Stored items:
════════════════════

//! The distribution pipeline state machine.

use std::path::PathBuf;

use crate::secrets::bundle::SecretsBundle;
use crate::secrets::encrypt::SecretsCipher;
use crate::secrets::publish::{
    upload_to_gateways, BlobStore, GatewayUploadRequest, SecretsGateway,
};
use crate::secrets::record::DistributionRecord;
use crate::secrets::SecretsError;

/// Stages of one distribution run. `Failed` is reachable from any
/// non-terminal stage.
#[derive(Debug, Clone, Copy, PartialEq, Eq)]
pub enum PipelineStage {
    Idle,
    Encrypting,
    Publishing,
    Finalizing,
    Done,
    Failed,
}

/// Options for the direct DON-upload strategy.
#[derive(Debug, Clone)]
pub struct DirectUploadOptions {
    /// The fixed list of DON gateway endpoints.
    pub gateway_urls: Vec<String>,
    /// Caller-chosen slot; stable across re-uploads, superseded per version.
    pub slot_id: u8,
    /// Gateway-held lifetime. No auto-renewal: a re-run is a distinct,
    /// externally triggered event.
    pub expiration_minutes: u64,
}

/// One secrets distribution run: encrypt, publish, persist the record.
pub struct SecretsPipeline {
    cipher: SecretsCipher,
    record_path: PathBuf,
    stage: PipelineStage,
}

impl SecretsPipeline {
    pub fn new(cipher: SecretsCipher, record_path: PathBuf) -> Self {
        Self {
            cipher,
            record_path,
            stage: PipelineStage::Idle,
        }
    }

    pub fn stage(&self) -> PipelineStage {
        self.stage
    }

    /// Direct strategy: upload the ciphertext to the DON gateways and record
    /// the slot/version the configuration will later carry.
    pub async fn run_direct(
        &mut self,
        bundle: &SecretsBundle,
        gateway: &dyn SecretsGateway,
        options: &DirectUploadOptions,
    ) -> Result<DistributionRecord, SecretsError> {
        let result = self.direct_inner(bundle, gateway, options).await;
        if result.is_err() {
            self.enter(PipelineStage::Failed);
        }
        result
    }

    /// Direct strategy with the idempotent reuse path: a fresh persisted
    /// record short-circuits encryption and publishing entirely.
    pub async fn run_direct_or_reuse(
        &mut self,
        bundle: &SecretsBundle,
        gateway: &dyn SecretsGateway,
        options: &DirectUploadOptions,
    ) -> Result<DistributionRecord, SecretsError> {
        if let Some(record) = DistributionRecord::load_fresh(&self.record_path) {
            tracing::info!(
                path = %self.record_path.display(),
                "Reusing fresh distribution record, skipping upload"
            );
            self.enter(PipelineStage::Done);
            return Ok(record);
        }
        self.run_direct(bundle, gateway, options).await
    }

    /// Indirect strategy: store the ciphertext at a blob endpoint and record
    /// the encrypted reference URL.
    pub async fn run_indirect(
        &mut self,
        bundle: &SecretsBundle,
        store: &dyn BlobStore,
    ) -> Result<DistributionRecord, SecretsError> {
        let result = self.indirect_inner(bundle, store).await;
        if result.is_err() {
            self.enter(PipelineStage::Failed);
        }
        result
    }

    async fn direct_inner(
        &mut self,
        bundle: &SecretsBundle,
        gateway: &dyn SecretsGateway,
        options: &DirectUploadOptions,
    ) -> Result<DistributionRecord, SecretsError> {
        self.enter(PipelineStage::Encrypting);
        let encrypted = self.cipher.encrypt_bundle(bundle)?;

        self.enter(PipelineStage::Publishing);
        let request = GatewayUploadRequest {
            slot_id: options.slot_id,
            minutes_until_expiration: options.expiration_minutes,
            encrypted_secrets_hexstring: encrypted.to_hexstring(),
        };
        tracing::info!(
            slot_id = options.slot_id,
            expiration_minutes = options.expiration_minutes,
            gateways = options.gateway_urls.len(),
            "Uploading encrypted secrets to DON gateways"
        );
        let version = upload_to_gateways(gateway, &options.gateway_urls, &request).await?;

        self.enter(PipelineStage::Finalizing);
        let record =
            DistributionRecord::don_hosted(version, options.slot_id, options.expiration_minutes);
        record.save(&self.record_path)?;

        self.enter(PipelineStage::Done);
        tracing::info!(version, path = %self.record_path.display(), "Distribution record saved");
        Ok(record)
    }

    async fn indirect_inner(
        &mut self,
        bundle: &SecretsBundle,
        store: &dyn BlobStore,
    ) -> Result<DistributionRecord, SecretsError> {
        self.enter(PipelineStage::Encrypting);
        let encrypted = self.cipher.encrypt_bundle(bundle)?;

        self.enter(PipelineStage::Publishing);
        let url = store.put(&encrypted.to_json()?).await?;
        tracing::info!("Encrypted secrets stored at blob endpoint");
        let encrypted_urls = self.cipher.encrypt_urls(&[url])?;

        self.enter(PipelineStage::Finalizing);
        let record = DistributionRecord::url_reference(&encrypted_urls);
        record.save(&self.record_path)?;

        self.enter(PipelineStage::Done);
        tracing::info!(path = %self.record_path.display(), "Distribution record saved");
        Ok(record)
    }

    fn enter(&mut self, stage: PipelineStage) {
        tracing::debug!(from = ?self.stage, to = ?stage, "Pipeline stage transition");
        self.stage = stage;
    }
}
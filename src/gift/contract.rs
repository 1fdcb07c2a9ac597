//! Consumer-contract call encoding.
//!
//! The contract interface changed between deployments: DON-hosted secrets
//! take a slot/version pair, URL-reference deployments take the encrypted
//! URLs as bytes. Both shapes live behind the same configuration type and
//! are selected by matching the secrets reference.

use alloy::primitives::{Address, Bytes};
use alloy::sol;
use alloy::sol_types::SolCall;

use crate::config::{GiftContractConfig, SecretsReference};

sol! {
    /// `sendRequest` shape for DON-hosted secrets deployments.
    interface GetGiftDonHosted {
        function sendRequest(
            uint8 donHostedSecretsSlotID,
            uint64 donHostedSecretsVersion,
            string[] args,
            uint64 subscriptionId,
            address receiver
        ) external returns (bytes32 requestId);
    }

    /// `sendRequest` shape for encrypted-URL deployments.
    interface GetGiftUrlReference {
        function sendRequest(
            bytes encryptedSecretsUrls,
            string[] args,
            uint64 subscriptionId,
            address receiver
        ) external returns (bytes32 requestId);
    }
}

/// Encode the call arguments in their fixed order: secrets reference,
/// `[code]`, subscription id, recipient.
pub fn encode_send_request(
    config: &GiftContractConfig,
    code: &str,
    recipient: Address,
) -> Bytes {
    let args = vec![code.to_string()];
    match &config.secrets {
        SecretsReference::DonHosted { slot_id, version } => GetGiftDonHosted::sendRequestCall {
            donHostedSecretsSlotID: *slot_id,
            donHostedSecretsVersion: *version,
            args,
            subscriptionId: config.subscription_id,
            receiver: recipient,
        }
        .abi_encode()
        .into(),
        SecretsReference::EncryptedUrls(urls) => GetGiftUrlReference::sendRequestCall {
            encryptedSecretsUrls: urls.clone().into(),
            args,
            subscriptionId: config.subscription_id,
            receiver: recipient,
        }
        .abi_encode()
        .into(),
    }
}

════════════════════

◆ Task to carry out:
The answer should be a single number: how many lines of the entries hold "alloy".

◆ Task solution:
3